Aug 30 2023
Management

What Should State and Local Governments Know About AIOps?

Agencies can streamline and automate IT operations by using AIOps tools. Here’s what that could do for governments.

Artificial intelligence technology has recently caused a stir in the IT world and beyond. But how can state and local governments best harness it? Agencies may benefit from taking a broader view of the current landscape for AI in local government and look at how machine learning assists public organizations, along with AI’s potential pitfalls. But there’s another way states can get a grip on AI: through AIOps.

What Is AIOps?

Artificial intelligence for IT operations (AIOps), as defined by Gartner, “combines big data and machine learning to automate IT operations processes, including event correlation, anomaly detection and causality determination.”

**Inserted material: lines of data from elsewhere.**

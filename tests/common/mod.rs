//! Common test utilities
//!
//! Builds the full router over a fresh `MemoryStore` and wraps the calls most
//! tests start with: registering an account and attaching its token.

#![allow(dead_code)]

use std::sync::Arc;

use axum::http::{HeaderName, HeaderValue, StatusCode};
use axum_test::TestServer;
use serde_json::{json, Value};

use devconnect::backend::auth::TokenService;
use devconnect::backend::profile::GithubClient;
use devconnect::backend::{build_app, AppState, MemoryStore};

pub const TEST_SECRET: &str = "integration-test-secret";

/// Nothing listens here; GitHub calls fail fast unless a test mocks them
pub const UNREACHABLE_GITHUB: &str = "http://127.0.0.1:9";

pub fn test_state(github_url: &str) -> AppState {
    AppState::new(
        Arc::new(MemoryStore::new()),
        TokenService::new(TEST_SECRET),
        GithubClient::new(github_url, None),
    )
}

pub fn test_server() -> TestServer {
    test_server_with_github(UNREACHABLE_GITHUB)
}

pub fn test_server_with_github(github_url: &str) -> TestServer {
    TestServer::new(build_app(test_state(github_url))).expect("test server starts")
}

/// A complete, valid registration body
pub fn registration(first_name: &str, email: &str) -> Value {
    json!({
        "firstName": first_name,
        "lastName": "Tester",
        "email": email,
        "password": "secret123",
        "birthday": "1990-04-01",
        "gender": "female"
    })
}

/// Register an account and return its token
pub async fn register(server: &TestServer, first_name: &str, email: &str) -> String {
    let response = server
        .post("/api/users")
        .json(&registration(first_name, email))
        .await;
    assert_eq!(
        response.status_code(),
        StatusCode::OK,
        "registration failed: {}",
        response.text()
    );

    let body: Value = response.json();
    body["token"].as_str().expect("token in response").to_string()
}

/// Id of the account behind `token`
pub async fn user_id(server: &TestServer, token: &str) -> String {
    let (name, value) = token_header(token);
    let body: Value = server.get("/api/auth").add_header(name, value).await.json();
    body["_id"].as_str().expect("user id").to_string()
}

/// `x-auth-token` header carrying `token`
pub fn token_header(token: &str) -> (HeaderName, HeaderValue) {
    (
        HeaderName::from_static("x-auth-token"),
        HeaderValue::from_str(token).expect("token is a valid header value"),
    )
}

/// First message of an `errors` array body
pub fn first_error(body: &Value) -> &str {
    body["errors"][0]["msg"].as_str().unwrap_or_default()
}
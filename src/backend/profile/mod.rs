//! Profile Module
//!
//! Developer profiles: the profile document itself, its experience and
//! education history, and the GitHub repository proxy.

/// HTTP handlers
pub mod handlers;

/// Request and response bodies
pub mod types;

/// GitHub API client
pub mod github;

pub use github::GithubClient;
pub use handlers::{
    add_education, add_experience, delete_account, delete_education, delete_experience,
    get_github_repos, get_my_profile, get_profile_by_user, list_profiles, upsert_profile,
};
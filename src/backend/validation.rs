/**
 * Request Validation
 *
 * Collects field errors for a request body so the client gets every problem
 * in one `errors` array instead of only the first.
 */

use std::sync::LazyLock;

use axum::extract::{FromRequest, Request};
use axum::Json;
use chrono::NaiveDate;
use regex::Regex;
use serde::de::DeserializeOwned;
use uuid::Uuid;

use crate::backend::error::{BackendError, FieldError};
use crate::shared::models::parse_date;
use crate::shared::SharedError;

static EMAIL_RE: LazyLock<Regex> = LazyLock::new(|| {
    Regex::new(r"^[A-Za-z0-9.!#$%&'*+/=?^_`{|}~-]+@[A-Za-z0-9](?:[A-Za-z0-9-]{0,61}[A-Za-z0-9])?(?:\.[A-Za-z0-9](?:[A-Za-z0-9-]{0,61}[A-Za-z0-9])?)+$")
        .expect("email pattern compiles")
});

/// Basic shape check for an email address
pub fn is_valid_email(email: &str) -> bool {
    email.len() <= 254 && EMAIL_RE.is_match(email)
}

/// Accumulates field errors
#[derive(Debug, Default)]
pub struct Validator {
    errors: Vec<FieldError>,
}

impl Validator {
    pub fn new() -> Self {
        Self::default()
    }

    /// Record `msg` against `param` unless `ok`
    pub fn check(&mut self, ok: bool, param: &str, msg: &str) {
        if !ok {
            self.errors.push(FieldError::new(param, msg));
        }
    }

    /// Required non-blank text, trimmed; empty string when missing
    pub fn required(&mut self, param: &str, value: Option<&str>, msg: &str) -> String {
        let value = value.map(str::trim).unwrap_or_default();
        self.check(!value.is_empty(), param, msg);
        value.to_string()
    }

    /// Required date; `msg` when missing, a parse message when malformed
    pub fn required_date(&mut self, param: &str, value: Option<&str>, msg: &str) -> Option<NaiveDate> {
        match value.map(str::trim).filter(|v| !v.is_empty()) {
            Some(raw) => self.date(param, raw),
            None => {
                self.errors.push(FieldError::new(param, msg));
                None
            }
        }
    }

    /// Optional date; blank counts as absent
    pub fn optional_date(&mut self, param: &str, value: Option<&str>) -> Option<NaiveDate> {
        value
            .map(str::trim)
            .filter(|v| !v.is_empty())
            .and_then(|raw| self.date(param, raw))
    }

    fn date(&mut self, param: &str, raw: &str) -> Option<NaiveDate> {
        match parse_date(param, raw) {
            Ok(date) => Some(date),
            Err(SharedError::ValidationError { message, .. }) => {
                self.errors.push(FieldError::new(param, message));
                None
            }
            Err(e) => {
                self.errors.push(FieldError::new(param, e.to_string()));
                None
            }
        }
    }

    #[cfg(test)]
    pub fn is_valid(&self) -> bool {
        self.errors.is_empty()
    }

    /// `Err(Validation)` carrying every recorded error, if any
    pub fn finish(self) -> Result<(), BackendError> {
        if self.errors.is_empty() {
            Ok(())
        } else {
            tracing::warn!("Validation failed: {:?}", self.errors);
            Err(BackendError::validation(self.errors))
        }
    }
}

/// Unwrap a value a passing `Validator` guarantees is present
pub fn validated<T>(value: Option<T>, param: &str, msg: &str) -> Result<T, BackendError> {
    value.ok_or_else(|| BackendError::validation(vec![FieldError::new(param, msg)]))
}

/// JSON request body whose rejections render as a 400 `errors` array
///
/// A wrong content type or a field of the wrong JSON type never reaches the
/// handler's `Validator`, so it is reported here instead.
pub struct JsonBody<T>(pub T);

impl<T, S> FromRequest<S> for JsonBody<T>
where
    T: DeserializeOwned,
    S: Send + Sync,
{
    type Rejection = BackendError;

    async fn from_request(req: Request, state: &S) -> Result<Self, Self::Rejection> {
        let Json(value) = Json::<T>::from_request(req, state).await?;
        Ok(Self(value))
    }
}

/// Parse a path identifier; anything malformed is reported as not found
pub fn parse_id(raw: &str, not_found: &str) -> Result<Uuid, BackendError> {
    Uuid::parse_str(raw).map_err(|_| BackendError::not_found(not_found))
}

AIOps involves applying AI capabilities such as natural language processing and machine learning models to collect and aggregate the huge volumes of data generated by multiple IT infrastructure components, application demands, performance monitoring tools and service ticketing systems. It helps IT workers separate signal from noise and diagnose the root causes of issues so they can be reported to IT and DevOps teams for rapid response and remediation. The ultimate purpose of AIOps is to automate and streamline operational workflows.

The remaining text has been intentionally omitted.